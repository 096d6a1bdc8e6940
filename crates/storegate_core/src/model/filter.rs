//! Query predicate value types.
//!
//! # Invariants
//! - A membership filter with no values matches nothing.
//! - A comparison filter always carries exactly one value; other arities are
//!   rejected at construction.

use super::record::Value;
use serde::{Deserialize, Serialize};
use std::error::Error;
use std::fmt::{Display, Formatter};

/// Ordering operator for comparison filters.
#[derive(Debug, Clone, Copy, PartialEq, Eq, Serialize, Deserialize)]
#[serde(rename_all = "snake_case")]
pub enum Comparison {
    Gt,
    Gte,
    Lt,
    Lte,
}

impl Comparison {
    pub fn sql_operator(self) -> &'static str {
        match self {
            Self::Gt => ">",
            Self::Gte => ">=",
            Self::Lt => "<",
            Self::Lte => "<=",
        }
    }

    fn parse(value: &str) -> Option<Self> {
        match value.trim().to_ascii_lowercase().as_str() {
            "gt" => Some(Self::Gt),
            "gte" => Some(Self::Gte),
            "lt" => Some(Self::Lt),
            "lte" => Some(Self::Lte),
            _ => None,
        }
    }
}

/// Malformed filter construction.
#[derive(Debug, Clone, PartialEq, Eq)]
pub enum FilterError {
    ComparisonArity { field: String, given: usize },
    UnknownOperator(String),
}

impl Display for FilterError {
    fn fmt(&self, f: &mut Formatter<'_>) -> std::fmt::Result {
        match self {
            Self::ComparisonArity { field, given } => write!(
                f,
                "comparison filter on `{field}` requires exactly one value, got {given}"
            ),
            Self::UnknownOperator(value) => {
                write!(f, "unknown comparison operator `{value}`; expected gt|gte|lt|lte")
            }
        }
    }
}

impl Error for FilterError {}

/// One conjunct of a query predicate.
#[derive(Debug, Clone, PartialEq)]
pub enum Filter {
    /// Matches rows whose `field` equals one of `values`.
    In { field: String, values: Vec<Value> },
    /// Matches rows whose `field` compares against `value`.
    Compare {
        field: String,
        operator: Comparison,
        value: Value,
    },
}

impl Filter {
    pub fn new(field: impl Into<String>, values: Vec<Value>) -> Self {
        Self::In {
            field: field.into(),
            values,
        }
    }

    /// Single-value membership filter.
    pub fn eq(field: impl Into<String>, value: impl Into<Value>) -> Self {
        Self::new(field, vec![value.into()])
    }

    /// Builds a comparison filter, rejecting anything but exactly one value.
    pub fn compare(
        field: impl Into<String>,
        operator: Comparison,
        values: Vec<Value>,
    ) -> Result<Self, FilterError> {
        let field = field.into();
        let given = values.len();
        let mut values = values.into_iter();
        match (values.next(), values.next()) {
            (Some(value), None) => Ok(Self::Compare {
                field,
                operator,
                value,
            }),
            _ => Err(FilterError::ComparisonArity { field, given }),
        }
    }

    /// Parses the operator name as shared query-param parsers supply it.
    pub fn compare_named(
        field: impl Into<String>,
        operator: &str,
        values: Vec<Value>,
    ) -> Result<Self, FilterError> {
        let operator = Comparison::parse(operator)
            .ok_or_else(|| FilterError::UnknownOperator(operator.to_string()))?;
        Self::compare(field, operator, values)
    }

    pub fn field(&self) -> &str {
        match self {
            Self::In { field, .. } | Self::Compare { field, .. } => field.as_str(),
        }
    }
}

> TASK BRIEF
Using the records given above, list every line that includes the word "impl".

> WRITTEN REPLY
impl Comparison {
impl Display for FilterError {
impl Error for FilterError {}
impl Filter {
    pub fn new(field: impl Into<String>, values: Vec<Value>) -> Self {
    pub fn eq(field: impl Into<String>, value: impl Into<Value>) -> Self {
        field: impl Into<String>,
        field: impl Into<String>,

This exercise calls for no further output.